Residents helped create public art
Last summer, a colorful mural titled “Y yo ya estaba! I was already here!” took shape on the parking lot wall of Iglesia Evangélica Española, the Bronx Spanish Evangelical Church on the block of East 156th Street between Tinton and Union avenues.
Artist Virginia Ayress invited residents and members of the congregation to pick up paint brushes and help create a work she hoped would start conversations about immigrants at a time of heated debate about the nation’s policies toward those who arrive from other countries.
In an interview, Ayress said she wanted to educate the public about the history of immigration, including the violence that accompanied the settling of the nation. “Native Americans were the first ones here, were killed and then other groups came,” she said.
The mural “has a little bit of everyone’s history,” said Judy Williams, a Mott Haven resident who worked on it with her three children.
In the top left corner, four Native Americans look down on a panorama of American history. Below the faces of the Native Americans, an eagle wing and a dream catcher embrace a sailing ship that brought over enslaved Africans. “The eagle wing not only represents all races, but also is protecting people,” explained Juan Kortright, 72, a parishioner in the church.
Ines Contreras, 53, who helps run the church’s social program, offers another interpretation. The wing, she says, “represents the dreams they come with”—dreams that get “trapped here, shown by the dream catcher.” Immigrants, she said, came “here looking for that dream, but exploitation leaves them with nothing in their hand when they go home.”
The mural includes a steamship that carried later generations from Europe to the New World, and a skyline of apartment buildings like those near the church. It shows European immigrants arriving from Ellis Island surrounded by women on a dock where a giant sewing machine symbolizes the work they will do in the city’s garment factories. Men tote heavy loads over large boulders. Gears symbolize the machinery of the modern factory. Railroad tracks, laid by Chinese workers, cross farmland.
African slaves mirror the Native Americans in the top right of the mural. They look down on scenes of struggle—on the broken chains of slavery and on Latino workers demonstrating for immigration reform. The mouths of the slaves and the young workers on the picket line are open, speaking up for their demands.
In the center of the mural, farm workers plant and harvest the bounty of the land.

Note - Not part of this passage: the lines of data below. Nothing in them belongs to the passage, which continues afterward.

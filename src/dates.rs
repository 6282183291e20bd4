//! Lenient date parsing for frontmatter and feed entries.
//!
//! Naive values (no offset) are read as UTC so the same content sorts the
//! same way on every build machine.

use chrono::{DateTime, NaiveDate, NaiveDateTime, Utc};
use serde::{Deserialize, Deserializer};

const NAIVE_DATETIME_FORMATS: &[&str] = &[
    "%Y-%m-%d %H:%M:%S", // Common format without timezone
    "%Y-%m-%dT%H:%M:%S", // RFC 3339 minus the offset
];

const OFFSET_DATETIME_FORMATS: &[&str] = &["%Y-%m-%d %H:%M:%S %z"];

pub fn parse_date(date_str: impl AsRef<str>) -> Option<DateTime<Utc>> {
    let date_str = date_str.as_ref().trim();
    if date_str.is_empty() {
        return None;
    }

    if let Ok(parsed) = DateTime::parse_from_rfc3339(date_str) {
        return Some(parsed.with_timezone(&Utc));
    }

    if let Ok(parsed) = DateTime::parse_from_rfc2822(date_str) {
        return Some(parsed.with_timezone(&Utc));
    }

    for fmt in OFFSET_DATETIME_FORMATS {
        if let Ok(parsed) = DateTime::parse_from_str(date_str, fmt) {
            return Some(parsed.with_timezone(&Utc));
        }
    }

    for fmt in NAIVE_DATETIME_FORMATS {
        if let Ok(parsed) = NaiveDateTime::parse_from_str(date_str, fmt) {
            return Some(parsed.and_utc());
        }
    }

    NaiveDate::parse_from_str(date_str, "%Y-%m-%d")
        .ok()
        .and_then(|date| date.and_hms_opt(0, 0, 0))
        .map(|datetime| datetime.and_utc())
}

/// Serde helper for a required, leniently formatted date.
pub fn deserialize<'de, D>(deserializer: D) -> Result<DateTime<Utc>, D::Error>
where
    D: Deserializer<'de>,
{
    let raw = String::deserialize(deserializer)?;
    parse_date(&raw).ok_or_else(|| serde::de::Error::custom(format!("unrecognized date: {raw}")))
}

/// Serde helper for an optional date. Unparseable values become `None`.
pub fn deserialize_option<'de, D>(deserializer: D) -> Result<Option<DateTime<Utc>>, D::Error>
where
    D: Deserializer<'de>,
{
    let raw = Option::<String>::deserialize(deserializer)?;
    Ok(raw.as_deref().and_then(parse_date))
}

Next to their crop is a beating heart.
Desiree Lugo, 23, who has attended the church all her life, is uneasy about the mural’s political message. She would have preferred something more spiritual, she said, but, nevertheless, she calls the painting “a way to beautify the space” and said the artist tried to give immigrants a voice they haven’t had.
While Lugo wonders whether the mural belongs at the church, 11-year-old Caroline Callo says it shows “how great church and the Lord is.” Caroline was one of a group of young women who said the mural, which was commissioned by the church’s food program, the called “Give Them to Eat Ministries,” offered something meaningful for church-goers to discuss.
The mural was created to show change, agreed Tiana Rodriguez, 13, Katelyn Peralta, 10, Alisa Rodriguez, 11, and Caroline and her 13-year-old sister Annabel. But Tiana, who has been attending services at the church since she was 4, and who was one of the artists who helped paint the wall, took a pessimistic view.
“The only thing that has changed is slavery. Immigration is still the same,” she said.
Still, she and her friends agreed that one of the best things about the mural was that it portrayed so many young people. It shows that “kids have a big voice, speak out, and say what they mean,” declared Katelyn.
A version of this story appeared in the Summer 2010 issue of the Mott Haven Herald.